Wordfence’s Threat Intelligence crew has identified a vulnerability in a WordPress plugin installed on more than two million websites identified as All In 1 Search engine marketing Pack.
If exploited, the flaw could allow for authenticated people with contributor amount obtain or higher to inject malicious scripts which are executed when a victim accesses the wp-admin panel’s ‘all posts’ site.

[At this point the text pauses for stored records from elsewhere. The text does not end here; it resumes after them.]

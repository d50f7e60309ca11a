//! [`WallGrid`] adapter for [`WallLayer`]

use crate::mask::{refresh_neighbors, WallGrid};
use smart_wall_core::{TilePos, WallLayer};

/// A wall layer viewed through one wall tile id.
///
/// A cell is a wall when it holds exactly `wall_tile`; refresh requests are
/// queued on the layer.
pub struct LayerWalls<'a> {
    layer: &'a mut WallLayer,
    wall_tile: u32,
}

impl<'a> LayerWalls<'a> {
    pub fn new(layer: &'a mut WallLayer, wall_tile: u32) -> Self {
        Self { layer, wall_tile }
    }

    pub fn wall_tile(&self) -> u32 {
        self.wall_tile
    }

    pub fn layer(&self) -> &WallLayer {
        &*self.layer
    }

    pub fn layer_mut(&mut self) -> &mut WallLayer {
        &mut *self.layer
    }

    /// Place a wall and refresh the walls around it.
    ///
    /// Returns the refreshed neighbors; nothing happens out of bounds or
    /// when the cell already holds this wall.
    pub fn paint(&mut self, pos: TilePos) -> Vec<TilePos> {
        self.replace(pos, Some(self.wall_tile))
    }

    /// Clear a cell and refresh the walls around it
    pub fn erase(&mut self, pos: TilePos) -> Vec<TilePos> {
        self.replace(pos, None)
    }

    fn replace(&mut self, pos: TilePos, tile: Option<u32>) -> Vec<TilePos> {
        let was_wall = self.is_wall_at(pos);
        if self.layer.set(pos, tile).is_none() {
            return Vec::new();
        }
        if was_wall == self.is_wall_at(pos) {
            return Vec::new();
        }
        refresh_neighbors(pos, self)
    }
}

impl WallGrid for LayerWalls<'_> {
    fn is_wall_at(&self, pos: TilePos) -> bool {
        self.layer.get(pos) == Some(self.wall_tile)
    }

    fn refresh_appearance(&mut self, pos: TilePos) {
        self.layer.request_refresh(pos);
    }
}

#[cfg(test)]
mod tests {
    use super::*;
    use uuid::Uuid;

    const WALL: u32 = 4;
    const FLOOR: u32 = 9;

    fn layer() -> WallLayer {
        WallLayer::new("Walls".to_string(), Uuid::new_v4(), 5, 5)
    }

    #[test]
    fn test_only_matching_tile_is_wall() {
        let mut layer = layer();
        layer.set(TilePos::new(1, 1), Some(WALL));
        layer.set(TilePos::new(2, 1), Some(FLOOR));

        let grid = LayerWalls::new(&mut layer, WALL);
        assert!(grid.is_wall_at(TilePos::new(1, 1)));
        assert!(!grid.is_wall_at(TilePos::new(2, 1)));
        assert!(!grid.is_wall_at(TilePos::new(3, 1)));
        assert!(!grid.is_wall_at(TilePos::new(-1, 1)));
    }

    #[test]
    fn test_toggle_center_of_block() {
        let mut layer = layer();
        layer.fill_rect(TilePos::new(1, 1), 3, 3, Some(WALL));
        // A non-wall neighbor must not be refreshed
        layer.set(TilePos::new(3, 3), Some(FLOOR));

        let mut grid = LayerWalls::new(&mut layer, WALL);
        let refreshed = grid.erase(TilePos::new(2, 2));
        assert_eq!(refreshed.len(), 7);
        assert!(!refreshed.contains(&TilePos::new(2, 2)));
        assert!(!refreshed.contains(&TilePos::new(3, 3)));

        let pending = layer.take_pending_refresh();
        assert_eq!(pending.len(), 7);
        assert!(!pending.contains(&TilePos::new(2, 2)));
    }

    #[test]
    fn test_paint_same_tile_is_noop() {
        let mut layer = layer();
        layer.fill_rect(TilePos::new(1, 1), 2, 1, Some(WALL));

        let mut grid = LayerWalls::new(&mut layer, WALL);
        assert!(grid.paint(TilePos::new(1, 1)).is_empty());
        // Scan order from (1, 2): BR then B
        assert_eq!(
            grid.paint(TilePos::new(1, 2)),
            vec![TilePos::new(2, 1), TilePos::new(1, 1)]
        );
    }

    #[test]
    fn test_paint_out_of_bounds() {
        let mut layer = layer();
        let mut grid = LayerWalls::new(&mut layer, WALL);
        assert!(grid.paint(TilePos::new(7, 0)).is_empty());
        assert_eq!(layer.pending_refresh().count(), 0);
    }
}
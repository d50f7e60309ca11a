use smart_wall_core::TilesetError;
use thiserror::Error;

/// Errors produced while resolving wall appearances
#[derive(Debug, Error)]
pub enum AutotileError {
    /// The cardinal part of a neighbor mask fell outside the known cases.
    /// Always a bug, never caused by input.
    #[error("Invalid pattern for neighbor mask {0:#010b}")]
    InvalidPattern(u8),
    /// The assets cannot produce the requested variant
    #[error("Missing asset: {0}")]
    MissingAsset(String),
    #[error("Image error: {0}")]
    ImageError(String),
    #[error("Variant cache lock poisoned")]
    LockPoisoned,
    #[error(transparent)]
    Tileset(#[from] TilesetError),
}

After exploring this medium severity security difficulty, Wordfence attained out to the plugin’s workforce and All In A single Search engine optimization Pack been given a patch to fix the problem just a couple of times afterwards.
Customers of the plugin should update to the hottest variation of All In A single Web optimization Pack (3.6.2) immediately to avoid slipping sufferer to any potential attacks that try out to exploit the now patched vulnerability.
All In A person Website positioning Pack
All in 1 Web optimization Pack is a WordPress plugin that presents a number of Web optimization characteristics to enable a site’s articles rank bigger on Google and other look for engines.
As portion of the plugin’s functionality, it lets users with the potential to build or edit posts to set an Website positioning title and description directly from a put up as they are doing the job on it. This feature is readily available to all users with the means to generate posts this kind of as contributors, authors and editors.
As the Search engine marketing title and Web optimization description for each and every post are displayed on the ‘all posts’ web page, any values included to these fields would also be displayed there in an unsanitized structure which would trigger any saved scripts in these fields to be executed any time a person accessed this webpage.
In model 3.6.2 of All in One particular Website positioning Pack, the plugin’s developer has included sanitization to all of the Search engine marketing post meta values so that any code injected into them would be unable to come to be executable scripts.